Recorded data:
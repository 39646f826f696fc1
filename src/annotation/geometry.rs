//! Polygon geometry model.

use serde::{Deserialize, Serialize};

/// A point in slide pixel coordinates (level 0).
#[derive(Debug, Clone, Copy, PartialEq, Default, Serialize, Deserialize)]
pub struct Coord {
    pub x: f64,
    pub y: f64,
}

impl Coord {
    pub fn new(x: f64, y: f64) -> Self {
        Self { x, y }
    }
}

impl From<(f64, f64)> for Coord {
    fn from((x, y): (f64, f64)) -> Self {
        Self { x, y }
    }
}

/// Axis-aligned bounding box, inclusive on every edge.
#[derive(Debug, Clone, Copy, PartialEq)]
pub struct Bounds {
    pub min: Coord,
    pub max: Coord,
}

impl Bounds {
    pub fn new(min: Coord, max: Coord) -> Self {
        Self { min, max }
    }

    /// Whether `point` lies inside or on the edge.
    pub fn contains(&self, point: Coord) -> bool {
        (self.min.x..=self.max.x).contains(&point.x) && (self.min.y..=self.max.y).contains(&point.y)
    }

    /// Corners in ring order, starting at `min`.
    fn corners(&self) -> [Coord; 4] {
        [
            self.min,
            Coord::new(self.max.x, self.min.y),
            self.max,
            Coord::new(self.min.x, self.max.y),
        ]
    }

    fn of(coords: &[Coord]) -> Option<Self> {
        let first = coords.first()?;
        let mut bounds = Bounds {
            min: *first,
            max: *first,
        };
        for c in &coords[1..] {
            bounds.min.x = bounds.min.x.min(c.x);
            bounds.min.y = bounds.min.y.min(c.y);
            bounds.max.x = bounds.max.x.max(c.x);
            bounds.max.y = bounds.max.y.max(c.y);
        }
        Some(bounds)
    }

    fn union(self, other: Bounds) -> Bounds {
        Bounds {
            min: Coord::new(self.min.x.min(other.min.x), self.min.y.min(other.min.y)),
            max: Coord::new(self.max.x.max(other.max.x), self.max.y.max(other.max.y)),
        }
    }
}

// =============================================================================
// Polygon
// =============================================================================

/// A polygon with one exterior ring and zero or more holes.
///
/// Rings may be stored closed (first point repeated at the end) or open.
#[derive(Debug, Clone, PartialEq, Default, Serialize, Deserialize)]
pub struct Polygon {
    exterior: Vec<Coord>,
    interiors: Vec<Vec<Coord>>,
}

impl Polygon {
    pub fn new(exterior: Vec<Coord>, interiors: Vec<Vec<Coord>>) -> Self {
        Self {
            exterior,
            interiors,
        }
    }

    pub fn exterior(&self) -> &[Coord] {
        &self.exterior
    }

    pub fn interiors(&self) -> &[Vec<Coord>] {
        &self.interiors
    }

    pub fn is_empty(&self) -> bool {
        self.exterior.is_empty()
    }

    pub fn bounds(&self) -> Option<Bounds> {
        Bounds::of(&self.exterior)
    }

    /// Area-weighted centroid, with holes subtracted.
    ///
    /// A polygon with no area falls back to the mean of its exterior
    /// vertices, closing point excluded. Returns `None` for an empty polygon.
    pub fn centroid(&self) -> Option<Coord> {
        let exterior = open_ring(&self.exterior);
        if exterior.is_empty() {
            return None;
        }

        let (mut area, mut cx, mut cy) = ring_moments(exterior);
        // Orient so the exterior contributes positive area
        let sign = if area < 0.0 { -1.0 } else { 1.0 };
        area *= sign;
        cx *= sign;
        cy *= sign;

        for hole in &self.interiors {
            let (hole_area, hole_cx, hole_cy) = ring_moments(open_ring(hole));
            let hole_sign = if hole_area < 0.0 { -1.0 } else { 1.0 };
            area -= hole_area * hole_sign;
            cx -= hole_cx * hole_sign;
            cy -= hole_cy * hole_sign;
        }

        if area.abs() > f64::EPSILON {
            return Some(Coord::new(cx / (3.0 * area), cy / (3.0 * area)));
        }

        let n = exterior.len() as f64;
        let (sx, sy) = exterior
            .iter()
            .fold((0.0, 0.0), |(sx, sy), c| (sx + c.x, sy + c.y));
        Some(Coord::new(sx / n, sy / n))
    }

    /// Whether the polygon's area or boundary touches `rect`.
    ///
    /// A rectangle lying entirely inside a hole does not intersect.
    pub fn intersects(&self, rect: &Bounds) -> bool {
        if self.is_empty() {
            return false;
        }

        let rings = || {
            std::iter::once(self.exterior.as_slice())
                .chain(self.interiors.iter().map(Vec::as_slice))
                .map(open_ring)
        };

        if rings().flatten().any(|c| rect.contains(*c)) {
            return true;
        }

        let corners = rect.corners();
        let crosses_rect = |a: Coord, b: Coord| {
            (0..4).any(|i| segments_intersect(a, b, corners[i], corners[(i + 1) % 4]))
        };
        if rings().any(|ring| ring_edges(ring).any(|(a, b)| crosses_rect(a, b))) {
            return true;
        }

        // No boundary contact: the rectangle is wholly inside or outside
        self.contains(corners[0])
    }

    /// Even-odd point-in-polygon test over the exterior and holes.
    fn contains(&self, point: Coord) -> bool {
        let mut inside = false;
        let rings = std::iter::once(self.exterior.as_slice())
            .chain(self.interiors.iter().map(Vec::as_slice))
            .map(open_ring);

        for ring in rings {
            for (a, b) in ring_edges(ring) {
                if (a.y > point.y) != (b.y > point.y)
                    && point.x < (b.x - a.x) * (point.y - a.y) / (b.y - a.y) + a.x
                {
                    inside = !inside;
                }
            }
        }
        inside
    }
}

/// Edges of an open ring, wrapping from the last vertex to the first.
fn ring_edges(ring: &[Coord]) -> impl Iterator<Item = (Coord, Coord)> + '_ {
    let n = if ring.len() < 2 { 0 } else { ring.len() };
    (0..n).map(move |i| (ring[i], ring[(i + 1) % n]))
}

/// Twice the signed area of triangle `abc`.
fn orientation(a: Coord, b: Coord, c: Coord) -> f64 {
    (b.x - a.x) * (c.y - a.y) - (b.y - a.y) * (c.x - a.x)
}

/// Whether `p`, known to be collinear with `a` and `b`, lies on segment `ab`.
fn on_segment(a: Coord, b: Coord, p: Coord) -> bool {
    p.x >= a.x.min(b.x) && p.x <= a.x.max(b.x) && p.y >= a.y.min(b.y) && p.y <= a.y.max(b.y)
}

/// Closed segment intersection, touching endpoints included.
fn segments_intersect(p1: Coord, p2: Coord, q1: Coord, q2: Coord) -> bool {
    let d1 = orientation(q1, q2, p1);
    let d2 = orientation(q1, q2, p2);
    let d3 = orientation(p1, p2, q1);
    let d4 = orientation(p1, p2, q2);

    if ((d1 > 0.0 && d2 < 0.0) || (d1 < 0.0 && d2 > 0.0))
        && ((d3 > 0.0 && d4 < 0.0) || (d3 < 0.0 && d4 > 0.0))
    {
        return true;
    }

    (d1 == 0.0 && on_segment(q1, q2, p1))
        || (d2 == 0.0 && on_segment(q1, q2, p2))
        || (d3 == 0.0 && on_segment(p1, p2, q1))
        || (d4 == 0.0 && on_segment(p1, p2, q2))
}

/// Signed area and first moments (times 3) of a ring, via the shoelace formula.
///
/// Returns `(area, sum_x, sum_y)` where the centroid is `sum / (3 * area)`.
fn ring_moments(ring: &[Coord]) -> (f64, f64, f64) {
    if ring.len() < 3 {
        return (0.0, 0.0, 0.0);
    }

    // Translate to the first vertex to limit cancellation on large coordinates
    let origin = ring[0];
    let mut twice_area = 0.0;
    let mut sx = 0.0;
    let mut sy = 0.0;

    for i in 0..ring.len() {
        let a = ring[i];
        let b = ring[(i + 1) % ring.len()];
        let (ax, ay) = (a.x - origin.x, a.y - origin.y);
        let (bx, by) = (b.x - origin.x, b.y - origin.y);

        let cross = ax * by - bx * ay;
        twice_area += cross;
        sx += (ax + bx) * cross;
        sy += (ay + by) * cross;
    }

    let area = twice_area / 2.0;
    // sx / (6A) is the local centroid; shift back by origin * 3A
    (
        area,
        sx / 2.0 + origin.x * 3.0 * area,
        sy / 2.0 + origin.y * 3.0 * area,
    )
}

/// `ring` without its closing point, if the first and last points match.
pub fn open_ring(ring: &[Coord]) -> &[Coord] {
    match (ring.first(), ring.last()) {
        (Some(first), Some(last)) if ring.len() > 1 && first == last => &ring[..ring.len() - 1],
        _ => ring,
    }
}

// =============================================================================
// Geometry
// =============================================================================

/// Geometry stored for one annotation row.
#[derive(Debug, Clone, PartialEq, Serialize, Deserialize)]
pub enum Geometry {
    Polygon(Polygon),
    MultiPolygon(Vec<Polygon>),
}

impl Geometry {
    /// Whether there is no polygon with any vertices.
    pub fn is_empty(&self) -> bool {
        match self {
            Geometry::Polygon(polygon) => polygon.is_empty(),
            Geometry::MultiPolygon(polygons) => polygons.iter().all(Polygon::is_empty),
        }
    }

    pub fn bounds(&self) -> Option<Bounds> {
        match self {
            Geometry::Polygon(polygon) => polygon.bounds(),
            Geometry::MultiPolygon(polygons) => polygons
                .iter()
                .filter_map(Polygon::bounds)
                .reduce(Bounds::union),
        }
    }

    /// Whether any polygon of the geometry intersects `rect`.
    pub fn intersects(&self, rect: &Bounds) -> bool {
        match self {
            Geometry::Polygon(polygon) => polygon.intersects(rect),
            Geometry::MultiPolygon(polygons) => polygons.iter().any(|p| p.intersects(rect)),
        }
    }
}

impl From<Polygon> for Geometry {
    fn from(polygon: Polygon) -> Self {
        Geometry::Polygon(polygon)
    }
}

The task: Reproduce the entries above exactly, starting at their first line and finishing with the line that contains "fn from((x, y): (f64, f64))".

Answer space:
repository 39646f826f696fc1
filename src/annotation/geometry.rs
//! Polygon geometry model.

use serde::{Deserialize, Serialize};

/// A point in slide pixel coordinates (level 0).
#[derive(Debug, Clone, Copy, PartialEq, Default, Serialize, Deserialize)]
pub struct Coord {
    pub x: f64,
    pub y: f64,
}

impl Coord {
    pub fn new(x: f64, y: f64) -> Self {
        Self { x, y }
    }
}

impl From<(f64, f64)> for Coord {
    fn from((x, y): (f64, f64)) -> Self {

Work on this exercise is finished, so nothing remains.